(Data items)
>>

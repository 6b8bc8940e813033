//! Metadata extraction.
//!
//! The extractor turns a package identifier into a metadata tree of the shape
//! `{ "children": [ ... ] }`. Every failure (missing tool, non-zero exit,
//! missing output, unparsable JSON) is reported as [`Error::Extraction`] so
//! callers can tell it apart from a symbol that simply does not exist.

use crate::error::{Error, Result};
use crate::model::DocValue;
use std::cell::RefCell;
use std::collections::HashMap;
use std::path::{Path, PathBuf};
use std::process::Command;
use std::time::SystemTime;
use tracing::{debug, info, warn};
use walkdir::WalkDir;

/// Source of metadata trees
pub trait Extractor {
    /// Produce the metadata tree of `package`
    fn extract(&self, package: &str) -> Result<DocValue>;
}

impl<E: Extractor + ?Sized> Extractor for Box<E> {
    fn extract(&self, package: &str) -> Result<DocValue> {
        (**self).extract(package)
    }
}

impl<E: Extractor + ?Sized> Extractor for &E {
    fn extract(&self, package: &str) -> Result<DocValue> {
        (**self).extract(package)
    }
}

/// Parse extractor output and check it has the expected top-level shape
pub fn parse_tree(package: &str, raw: &str) -> Result<DocValue> {
    let json: serde_json::Value = serde_json::from_str(raw)
        .map_err(|e| Error::extraction(package, format!("unparsable output: {}", e)))?;
    check_tree(package, DocValue::from_json(&json))
}

fn check_tree(package: &str, tree: DocValue) -> Result<DocValue> {
    if !tree.is_record() {
        return Err(Error::extraction(package, "output is not a JSON object"));
    }
    // The extractor omits `children` for a package with no exports.
    match tree.get("children") {
        None | Some(DocValue::List(_)) => Ok(tree),
        Some(_) => Err(Error::extraction(package, "'children' is not a list")),
    }
}

/// Placeholder replaced by the package identifier in command arguments
pub const PACKAGE_PLACEHOLDER: &str = "{package}";
/// Placeholder replaced by the output file path in command arguments
pub const OUTPUT_PLACEHOLDER: &str = "{output}";

/// Runs an external extractor command (TypeDoc by default) and reads the
/// JSON file it writes
#[derive(Debug, Clone)]
pub struct CommandExtractor {
    pub command: String,
    pub args: Vec<String>,
    pub working_dir: Option<PathBuf>,
}

impl Default for CommandExtractor {
    fn default() -> Self {
        Self {
            command: "npx".to_string(),
            args: vec![
                "typedoc".to_string(),
                "--json".to_string(),
                OUTPUT_PLACEHOLDER.to_string(),
                PACKAGE_PLACEHOLDER.to_string(),
            ],
            working_dir: None,
        }
    }
}

impl CommandExtractor {
    pub fn new(command: impl Into<String>, args: Vec<String>) -> Self {
        Self {
            command: command.into(),
            args,
            working_dir: None,
        }
    }

    pub fn with_working_dir(mut self, dir: impl Into<PathBuf>) -> Self {
        self.working_dir = Some(dir.into());
        self
    }

    fn expand_args(&self, package: &str, output: &Path) -> Vec<String> {
        let output = output.to_string_lossy();
        self.args
            .iter()
            .map(|arg| {
                arg.replace(PACKAGE_PLACEHOLDER, package)
                    .replace(OUTPUT_PLACEHOLDER, &output)
            })
            .collect()
    }
}

impl Extractor for CommandExtractor {
    fn extract(&self, package: &str) -> Result<DocValue> {
        let out_dir = tempfile::tempdir()
            .map_err(|e| Error::extraction(package, format!("cannot create output dir: {}", e)))?;
        let output_path = out_dir.path().join("docs.json");
        let args = self.expand_args(package, &output_path);

        info!(package, command = %self.command, "running extractor");
        let mut cmd = Command::new(&self.command);
        cmd.args(&args);
        if let Some(dir) = &self.working_dir {
            cmd.current_dir(dir);
        }

        let output = cmd.output().map_err(|e| {
            Error::extraction(package, format!("failed to run '{}': {}", self.command, e))
        })?;

        if !output.status.success() {
            let stderr = String::from_utf8_lossy(&output.stderr);
            let stdout = String::from_utf8_lossy(&output.stdout);
            let detail = if stderr.trim().is_empty() {
                stdout.trim().to_string()
            } else {
                stderr.trim().to_string()
            };
            warn!(package, status = %output.status, "extractor failed");
            return Err(Error::extraction(
                package,
                format!("'{}' exited with {}: {}", self.command, output.status, detail),
            ));
        }

        let raw = std::fs::read_to_string(&output_path).map_err(|e| {
            Error::extraction(
                package,
                format!("missing output artifact {}: {}", output_path.display(), e),
            )
        })?;
        debug!(package, bytes = raw.len(), "extractor output read");
        parse_tree(package, &raw)
    }
}

/// Reads pre-generated trees from `<dir>/<package>.json`
#[derive(Debug, Clone)]
pub struct JsonFileExtractor {
    dir: PathBuf,
}

impl JsonFileExtractor {
    pub fn new(dir: impl Into<PathBuf>) -> Self {
        Self { dir: dir.into() }
    }

    pub fn path_for(&self, package: &str) -> PathBuf {
        self.dir.join(format!("{}.json", package))
    }
}

impl Extractor for JsonFileExtractor {
    fn extract(&self, package: &str) -> Result<DocValue> {
        let path = self.path_for(package);
        debug!(package, path = %path.display(), "reading metadata file");
        let raw = std::fs::read_to_string(&path).map_err(|e| {
            Error::extraction(package, format!("cannot read {}: {}", path.display(), e))
        })?;
        parse_tree(package, &raw)
    }
}

/// In-memory trees keyed by package
#[derive(Debug, Clone, Default)]
pub struct StaticExtractor {
    trees: HashMap<String, serde_json::Value>,
}

impl StaticExtractor {
    pub fn new() -> Self {
        Self::default()
    }

    pub fn with_package(mut self, package: impl Into<String>, tree: serde_json::Value) -> Self {
        self.trees.insert(package.into(), tree);
        self
    }
}

impl Extractor for StaticExtractor {
    fn extract(&self, package: &str) -> Result<DocValue> {
        let tree = self
            .trees
            .get(package)
            .ok_or_else(|| Error::extraction(package, "no metadata registered"))?;
        check_tree(package, DocValue::from_json(tree))
    }
}

struct CacheEntry {
    tree: DocValue,
    extracted_at: SystemTime,
}

/// Explicit per-package cache in front of another extractor.
///
/// Entries are dropped by [`CachedExtractor::invalidate`] or
/// [`CachedExtractor::clear`]. With a source root, an entry is also stale
/// once any file under the root was modified after it was extracted.
pub struct CachedExtractor<E> {
    inner: E,
    source_root: Option<PathBuf>,
    entries: RefCell<HashMap<String, CacheEntry>>,
}

impl<E: Extractor> CachedExtractor<E> {
    pub fn new(inner: E) -> Self {
        Self {
            inner,
            source_root: None,
            entries: RefCell::new(HashMap::new()),
        }
    }

    /// Watch modification times under `root` for staleness
    pub fn with_source_root(mut self, root: impl Into<PathBuf>) -> Self {
        self.source_root = Some(root.into());
        self
    }

    pub fn invalidate(&self, package: &str) -> bool {
        self.entries.borrow_mut().remove(package).is_some()
    }

    pub fn clear(&self) {
        self.entries.borrow_mut().clear();
    }

    pub fn len(&self) -> usize {
        self.entries.borrow().len()
    }

    pub fn is_empty(&self) -> bool {
        self.entries.borrow().is_empty()
    }

    /// Walks `source_root` until a file newer than `extracted_at` turns up.
    /// Errors reading the tree are extraction failures for `package`.
    fn is_stale(&self, package: &str, extracted_at: SystemTime) -> Result<bool> {
        let Some(root) = &self.source_root else {
            return Ok(false);
        };
        let unreadable = |e: &dyn std::fmt::Display| {
            Error::extraction(
                package,
                format!("cannot check sources under {}: {}", root.display(), e),
            )
        };
        for entry in WalkDir::new(root) {
            let entry = entry.map_err(|e| unreadable(&e))?;
            if !entry.file_type().is_file() {
                continue;
            }
            let modified = entry
                .metadata()
                .map_err(|e| unreadable(&e))?
                .modified()
                .map_err(|e| unreadable(&e))?;
            if modified > extracted_at {
                return Ok(true);
            }
        }
        Ok(false)
    }
}

impl<E: Extractor> Extractor for CachedExtractor<E> {
    fn extract(&self, package: &str) -> Result<DocValue> {
        let cached = self
            .entries
            .borrow()
            .get(package)
            .map(|entry| (entry.tree.clone(), entry.extracted_at));

        if let Some((tree, extracted_at)) = cached {
            if !self.is_stale(package, extracted_at)? {
                debug!(package, "metadata cache hit");
                return Ok(tree);
            }
            debug!(package, "metadata cache entry stale");
        }

        let extracted_at = SystemTime::now();
        let tree = self.inner.extract(package)?;
        self.entries.borrow_mut().insert(
            package.to_string(),
            CacheEntry {
                tree: tree.clone(),
                extracted_at,
            },
        );
        Ok(tree)
    }
}

#[cfg(test)]
mod tests {
    use super::*;
    use serde_json::json;
    use std::cell::Cell;
    use tempfile::TempDir;

    struct Counting {
        calls: Cell<usize>,
    }

    impl Extractor for Counting {
        fn extract(&self, package: &str) -> Result<DocValue> {
            self.calls.set(self.calls.get() + 1);
            parse_tree(package, r#"{"children": [{"name": "A"}]}"#)
        }
    }

    #[test]
    fn test_parse_tree_shapes() {
        assert!(parse_tree("p", r#"{"children": []}"#).is_ok());
        assert!(parse_tree("p", r#"{"name": "p"}"#).is_ok());

        let err = parse_tree("p", "not json").unwrap_err();
        assert!(err.is_extraction());
        let err = parse_tree("p", "[1, 2]").unwrap_err();
        assert!(err.to_string().contains("not a JSON object"));
        let err = parse_tree("p", r#"{"children": 4}"#).unwrap_err();
        assert!(err.to_string().contains("'children' is not a list"));
    }

    #[test]
    fn test_static_extractor() {
        let extractor = StaticExtractor::new().with_package("ui", json!({"children": []}));
        assert!(extractor.extract("ui").is_ok());
        let err = extractor.extract("core").unwrap_err();
        assert!(err.is_extraction());
        assert!(err.to_string().contains("'core'"));
    }

    #[test]
    fn test_json_file_extractor() {
        let dir = TempDir::new().unwrap();
        std::fs::write(
            dir.path().join("ui.json"),
            r#"{"children": [{"name": "Button", "kind": 128}]}"#,
        )
        .unwrap();

        let extractor = JsonFileExtractor::new(dir.path());
        let tree = extractor.extract("ui").unwrap();
        assert_eq!(tree.get("children").and_then(DocValue::as_list).unwrap().len(), 1);

        let err = extractor.extract("missing").unwrap_err();
        assert!(err.is_extraction());
    }

    #[test]
    fn test_command_args_expand_placeholders() {
        let extractor = CommandExtractor::default();
        let args = extractor.expand_args("ui", Path::new("/tmp/out/docs.json"));
        assert_eq!(args, vec!["typedoc", "--json", "/tmp/out/docs.json", "ui"]);
    }

    #[test]
    fn test_command_extractor_missing_tool() {
        let extractor = CommandExtractor::new("tsdocgen-no-such-extractor", vec![]);
        let err = extractor.extract("ui").unwrap_err();
        assert!(err.is_extraction());
        assert!(err.to_string().contains("failed to run"));
    }

    #[cfg(unix)]
    #[test]
    fn test_command_extractor_nonzero_exit() {
        let extractor = CommandExtractor::new(
            "sh",
            vec!["-c".to_string(), "echo broken tsconfig >&2; exit 3".to_string()],
        );
        let err = extractor.extract("ui").unwrap_err();
        let msg = err.to_string();
        assert!(msg.contains("'ui'"));
        assert!(msg.contains("broken tsconfig"));
    }

    #[cfg(unix)]
    #[test]
    fn test_command_extractor_missing_artifact() {
        let extractor = CommandExtractor::new("sh", vec!["-c".to_string(), "true".to_string()]);
        let err = extractor.extract("ui").unwrap_err();
        assert!(err.to_string().contains("missing output artifact"));
    }

    #[cfg(unix)]
    #[test]
    fn test_command_extractor_reads_output() {
        let extractor = CommandExtractor::new(
            "sh",
            vec![
                "-c".to_string(),
                format!(
                    "printf '{{\"children\": [{{\"name\": \"%s\"}}]}}' {} > {}",
                    PACKAGE_PLACEHOLDER, OUTPUT_PLACEHOLDER
                ),
            ],
        );
        let tree = extractor.extract("Button").unwrap();
        let children = tree.get("children").and_then(DocValue::as_list).unwrap();
        assert_eq!(children[0].get("name").and_then(DocValue::as_str), Some("Button"));
    }

    #[test]
    fn test_cache_hits_until_invalidated() {
        let cached = CachedExtractor::new(Counting { calls: Cell::new(0) });
        cached.extract("ui").unwrap();
        cached.extract("ui").unwrap();
        assert_eq!(cached.inner.calls.get(), 1);
        assert_eq!(cached.len(), 1);

        assert!(cached.invalidate("ui"));
        assert!(!cached.invalidate("ui"));
        cached.extract("ui").unwrap();
        assert_eq!(cached.inner.calls.get(), 2);

        cached.clear();
        assert!(cached.is_empty());
    }

    #[test]
    fn test_cache_stale_after_source_change() {
        let src = TempDir::new().unwrap();
        let file = src.path().join("index.ts");
        std::fs::write(&file, "export class A {}").unwrap();

        let cached = CachedExtractor::new(Counting { calls: Cell::new(0) })
            .with_source_root(src.path());
        cached.extract("ui").unwrap();
        cached.extract("ui").unwrap();
        assert_eq!(cached.inner.calls.get(), 1);

        let later = SystemTime::now() + std::time::Duration::from_secs(60);
        std::fs::File::options()
            .write(true)
            .open(&file)
            .unwrap()
            .set_modified(later)
            .unwrap();
        cached.extract("ui").unwrap();
        assert_eq!(cached.inner.calls.get(), 2);
    }

    #[test]
    fn test_cache_source_errors_are_extraction_failures() {
        let src = TempDir::new().unwrap();
        let root = src.path().join("src");
        std::fs::create_dir(&root).unwrap();

        let cached = CachedExtractor::new(Counting { calls: Cell::new(0) }).with_source_root(&root);
        cached.extract("ui").unwrap();

        std::fs::remove_dir(&root).unwrap();
        let err = cached.extract("ui").unwrap_err();
        assert!(err.is_extraction());
        assert!(err.to_string().contains("'ui'"));
        assert!(err.to_string().contains("cannot check sources"));
    }
}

<<

Pick out every line above that contains the word "return" and copy it.

        return Err(Error::extraction(package, "output is not a JSON object"));
            return Err(Error::extraction(
            return Ok(false);
                return Ok(true);
                return Ok(tree);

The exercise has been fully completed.